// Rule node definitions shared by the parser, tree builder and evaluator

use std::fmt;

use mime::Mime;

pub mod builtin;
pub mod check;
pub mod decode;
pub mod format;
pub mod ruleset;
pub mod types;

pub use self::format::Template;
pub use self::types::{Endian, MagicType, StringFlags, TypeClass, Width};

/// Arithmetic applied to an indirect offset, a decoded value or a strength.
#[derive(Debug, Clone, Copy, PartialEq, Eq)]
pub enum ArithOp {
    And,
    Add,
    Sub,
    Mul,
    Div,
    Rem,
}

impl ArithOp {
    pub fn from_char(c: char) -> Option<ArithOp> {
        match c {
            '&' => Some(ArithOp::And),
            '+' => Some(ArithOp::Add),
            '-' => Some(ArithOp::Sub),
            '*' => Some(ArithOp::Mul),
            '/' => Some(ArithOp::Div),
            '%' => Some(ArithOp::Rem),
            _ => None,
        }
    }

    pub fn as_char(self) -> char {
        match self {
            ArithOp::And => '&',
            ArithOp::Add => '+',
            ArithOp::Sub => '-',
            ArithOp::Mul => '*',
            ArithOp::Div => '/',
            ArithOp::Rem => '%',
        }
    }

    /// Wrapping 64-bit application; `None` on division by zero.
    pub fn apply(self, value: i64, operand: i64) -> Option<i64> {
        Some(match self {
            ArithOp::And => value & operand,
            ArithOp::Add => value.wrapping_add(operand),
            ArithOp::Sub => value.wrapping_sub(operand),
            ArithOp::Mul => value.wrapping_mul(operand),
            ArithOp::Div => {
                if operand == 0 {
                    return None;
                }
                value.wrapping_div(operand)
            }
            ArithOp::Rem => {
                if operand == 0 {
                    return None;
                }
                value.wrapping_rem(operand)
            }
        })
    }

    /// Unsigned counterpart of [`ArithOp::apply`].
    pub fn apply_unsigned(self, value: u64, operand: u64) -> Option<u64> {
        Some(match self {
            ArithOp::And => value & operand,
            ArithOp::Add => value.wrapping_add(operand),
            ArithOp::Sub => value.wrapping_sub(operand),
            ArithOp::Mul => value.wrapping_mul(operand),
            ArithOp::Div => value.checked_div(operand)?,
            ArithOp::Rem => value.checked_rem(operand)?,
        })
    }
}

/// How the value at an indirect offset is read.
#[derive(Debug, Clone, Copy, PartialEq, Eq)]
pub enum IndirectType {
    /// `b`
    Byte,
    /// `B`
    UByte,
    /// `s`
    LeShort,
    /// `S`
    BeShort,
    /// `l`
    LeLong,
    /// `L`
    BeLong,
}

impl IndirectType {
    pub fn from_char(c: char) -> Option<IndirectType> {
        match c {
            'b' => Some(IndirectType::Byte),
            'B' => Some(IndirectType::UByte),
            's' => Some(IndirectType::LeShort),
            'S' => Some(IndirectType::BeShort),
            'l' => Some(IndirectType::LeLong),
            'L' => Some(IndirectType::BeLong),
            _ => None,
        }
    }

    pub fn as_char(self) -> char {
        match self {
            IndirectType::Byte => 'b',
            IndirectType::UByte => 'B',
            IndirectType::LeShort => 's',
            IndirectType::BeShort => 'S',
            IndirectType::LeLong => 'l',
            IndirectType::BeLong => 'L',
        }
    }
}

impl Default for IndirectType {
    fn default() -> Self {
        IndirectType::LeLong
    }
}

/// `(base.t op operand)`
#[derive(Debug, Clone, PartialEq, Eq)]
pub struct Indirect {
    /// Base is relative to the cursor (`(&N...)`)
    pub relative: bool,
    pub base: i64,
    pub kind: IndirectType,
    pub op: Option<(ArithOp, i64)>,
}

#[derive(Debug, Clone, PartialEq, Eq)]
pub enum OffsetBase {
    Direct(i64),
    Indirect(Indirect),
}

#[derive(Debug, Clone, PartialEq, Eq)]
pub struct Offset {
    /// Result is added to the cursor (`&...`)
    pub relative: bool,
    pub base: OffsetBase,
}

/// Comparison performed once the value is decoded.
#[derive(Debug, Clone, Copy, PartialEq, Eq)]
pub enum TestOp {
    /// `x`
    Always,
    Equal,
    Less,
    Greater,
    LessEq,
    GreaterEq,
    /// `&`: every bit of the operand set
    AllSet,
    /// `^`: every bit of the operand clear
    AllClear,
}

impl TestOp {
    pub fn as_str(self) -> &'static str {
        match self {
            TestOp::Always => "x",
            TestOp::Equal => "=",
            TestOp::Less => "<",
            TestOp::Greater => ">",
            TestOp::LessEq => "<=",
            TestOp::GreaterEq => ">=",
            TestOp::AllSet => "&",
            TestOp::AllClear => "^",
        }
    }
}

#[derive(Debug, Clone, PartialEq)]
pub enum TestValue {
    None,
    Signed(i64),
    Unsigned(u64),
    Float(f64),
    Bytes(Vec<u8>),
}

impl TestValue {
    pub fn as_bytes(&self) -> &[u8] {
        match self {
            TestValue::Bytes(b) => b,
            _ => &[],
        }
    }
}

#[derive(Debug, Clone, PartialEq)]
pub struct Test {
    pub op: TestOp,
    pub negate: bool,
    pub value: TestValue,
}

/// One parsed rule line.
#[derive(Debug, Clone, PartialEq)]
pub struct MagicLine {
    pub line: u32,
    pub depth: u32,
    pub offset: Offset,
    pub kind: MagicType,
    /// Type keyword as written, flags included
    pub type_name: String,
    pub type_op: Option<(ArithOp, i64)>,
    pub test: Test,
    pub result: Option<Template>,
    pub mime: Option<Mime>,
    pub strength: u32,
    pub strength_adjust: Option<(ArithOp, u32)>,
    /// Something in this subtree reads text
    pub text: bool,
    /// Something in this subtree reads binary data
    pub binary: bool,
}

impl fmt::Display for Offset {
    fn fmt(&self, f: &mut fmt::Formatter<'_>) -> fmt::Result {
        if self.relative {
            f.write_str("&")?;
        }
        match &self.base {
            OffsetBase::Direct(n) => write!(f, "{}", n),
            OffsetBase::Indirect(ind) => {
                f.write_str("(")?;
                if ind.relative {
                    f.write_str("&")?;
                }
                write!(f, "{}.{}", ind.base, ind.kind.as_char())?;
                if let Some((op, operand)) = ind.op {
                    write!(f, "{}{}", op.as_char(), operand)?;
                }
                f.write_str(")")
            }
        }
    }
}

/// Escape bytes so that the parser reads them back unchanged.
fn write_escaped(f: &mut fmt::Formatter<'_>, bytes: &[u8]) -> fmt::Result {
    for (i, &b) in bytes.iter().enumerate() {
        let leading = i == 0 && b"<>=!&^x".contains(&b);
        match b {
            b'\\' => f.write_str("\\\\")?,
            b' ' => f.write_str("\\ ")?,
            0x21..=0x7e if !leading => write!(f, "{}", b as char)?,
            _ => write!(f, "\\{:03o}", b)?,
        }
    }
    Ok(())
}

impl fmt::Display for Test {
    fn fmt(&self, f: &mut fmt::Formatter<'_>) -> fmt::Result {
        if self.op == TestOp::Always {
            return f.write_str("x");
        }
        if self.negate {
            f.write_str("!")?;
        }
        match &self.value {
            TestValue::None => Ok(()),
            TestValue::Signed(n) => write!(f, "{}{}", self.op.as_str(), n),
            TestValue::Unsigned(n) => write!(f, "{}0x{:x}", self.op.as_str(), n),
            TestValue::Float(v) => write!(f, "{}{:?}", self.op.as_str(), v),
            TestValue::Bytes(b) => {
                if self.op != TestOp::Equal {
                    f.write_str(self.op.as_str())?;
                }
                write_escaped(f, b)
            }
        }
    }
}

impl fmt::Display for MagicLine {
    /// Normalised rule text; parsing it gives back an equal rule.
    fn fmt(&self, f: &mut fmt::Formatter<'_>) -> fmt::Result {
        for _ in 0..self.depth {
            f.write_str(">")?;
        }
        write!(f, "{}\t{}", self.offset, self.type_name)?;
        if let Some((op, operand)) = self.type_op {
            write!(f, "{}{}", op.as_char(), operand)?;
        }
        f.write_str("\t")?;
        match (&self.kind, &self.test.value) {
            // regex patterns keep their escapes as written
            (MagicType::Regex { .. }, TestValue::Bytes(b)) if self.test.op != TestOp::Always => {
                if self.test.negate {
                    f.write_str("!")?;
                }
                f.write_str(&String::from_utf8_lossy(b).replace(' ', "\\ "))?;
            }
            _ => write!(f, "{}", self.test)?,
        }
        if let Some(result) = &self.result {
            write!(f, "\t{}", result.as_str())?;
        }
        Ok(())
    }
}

* * * *

DIRECTIONS:
Search the entries above for the word "UByte", and copy every line where it occurs.

RESPONSE AREA:
    UByte,
            'B' => Some(IndirectType::UByte),
            IndirectType::UByte => 'B',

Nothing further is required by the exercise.